For the data below, give the number of lines containing "derive" and nothing more.

§ **Material shown**
+ + + +

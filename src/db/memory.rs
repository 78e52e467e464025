// SPDX-License-Identifier: MIT
// Copyright 2026 Roland Dreier <roland@rolandd.dev>

//! In-process store for local development and tests.

use crate::db::store::{revision_conflict, ProgressStore, SyncCommit, UserSnapshot};
use crate::error::AppError;
use crate::models::{ChallengeDefinition, Enrollment, GrantedAchievement, UserAggregate, UserTokens};
use async_trait::async_trait;
use std::collections::{BTreeMap, HashMap};
use std::sync::Arc;
use tokio::sync::RwLock;

#[derive(Default)]
struct Inner {
    aggregates: HashMap<u64, UserAggregate>,
    /// Enrollments per user, in join order
    enrollments: HashMap<u64, Vec<Enrollment>>,
    grants: HashMap<u64, Vec<GrantedAchievement>>,
    challenges: BTreeMap<String, ChallengeDefinition>,
    tokens: HashMap<u64, UserTokens>,
}

/// Memory-backed `ProgressStore`. Clones share the same data.
#[derive(Clone, Default)]
pub struct MemoryStore {
    inner: Arc<RwLock<Inner>>,
}

impl MemoryStore {
    pub fn new() -> Self {
        Self::default()
    }

    /// Store built with a challenge catalog already loaded.
    pub fn with_challenges(challenges: impl IntoIterator<Item = ChallengeDefinition>) -> Self {
        let inner = Inner {
            challenges: challenges.into_iter().map(|c| (c.id.clone(), c)).collect(),
            ..Default::default()
        };
        Self {
            inner: Arc::new(RwLock::new(inner)),
        }
    }
}

#[async_trait]
impl ProgressStore for MemoryStore {
    async fn load_snapshot(&self, user_id: u64) -> Result<UserSnapshot, AppError> {
        let inner = self.inner.read().await;
        Ok(UserSnapshot {
            aggregate: inner.aggregates.get(&user_id).cloned().unwrap_or_default(),
            enrollments: inner.enrollments.get(&user_id).cloned().unwrap_or_default(),
            granted: inner.grants.get(&user_id).cloned().unwrap_or_default(),
        })
    }

    async fn commit_sync(&self, user_id: u64, commit: &SyncCommit) -> Result<(), AppError> {
        let mut inner = self.inner.write().await;

        let stored_revision = inner
            .aggregates
            .get(&user_id)
            .map(|a| a.revision)
            .unwrap_or(0);
        if stored_revision != commit.base_revision {
            return Err(revision_conflict(
                user_id,
                commit.base_revision,
                stored_revision,
            ));
        }

        let enrollments = inner.enrollments.entry(user_id).or_default();
        for updated in &commit.enrollments {
            match enrollments
                .iter_mut()
                .find(|e| e.challenge_id == updated.challenge_id)
            {
                Some(existing) => *existing = updated.clone(),
                None => enrollments.push(updated.clone()),
            }
        }

        let grants = inner.grants.entry(user_id).or_default();
        for grant in &commit.grants {
            if !grants.iter().any(|g| g.achievement_id == grant.achievement_id) {
                grants.push(grant.clone());
            }
        }

        inner.aggregates.insert(user_id, commit.aggregate.clone());
        Ok(())
    }

    async fn list_challenges(&self) -> Result<Vec<ChallengeDefinition>, AppError> {
        Ok(self.inner.read().await.challenges.values().cloned().collect())
    }

    async fn get_challenge(
        &self,
        challenge_id: &str,
    ) -> Result<Option<ChallengeDefinition>, AppError> {
        Ok(self.inner.read().await.challenges.get(challenge_id).cloned())
    }

    async fn upsert_challenge(&self, challenge: &ChallengeDefinition) -> Result<(), AppError> {
        self.inner
            .write()
            .await
            .challenges
            .insert(challenge.id.clone(), challenge.clone());
        Ok(())
    }

    async fn enroll(
        &self,
        user_id: u64,
        challenge_id: &str,
    ) -> Result<(Enrollment, bool), AppError> {
        let mut inner = self.inner.write().await;
        let enrollments = inner.enrollments.entry(user_id).or_default();

        if let Some(existing) = enrollments.iter().find(|e| e.challenge_id == challenge_id) {
            return Ok((existing.clone(), false));
        }

        let enrollment = Enrollment::new(user_id, challenge_id, chrono::Utc::now());
        enrollments.push(enrollment.clone());
        Ok((enrollment, true))
    }

    async fn get_tokens(&self, user_id: u64) -> Result<Option<UserTokens>, AppError> {
        Ok(self.inner.read().await.tokens.get(&user_id).cloned())
    }

    async fn set_tokens(&self, user_id: u64, tokens: &UserTokens) -> Result<(), AppError> {
        self.inner
            .write()
            .await
            .tokens
            .insert(user_id, tokens.clone());
        Ok(())
    }
}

+ + + +

§ **Response area**
2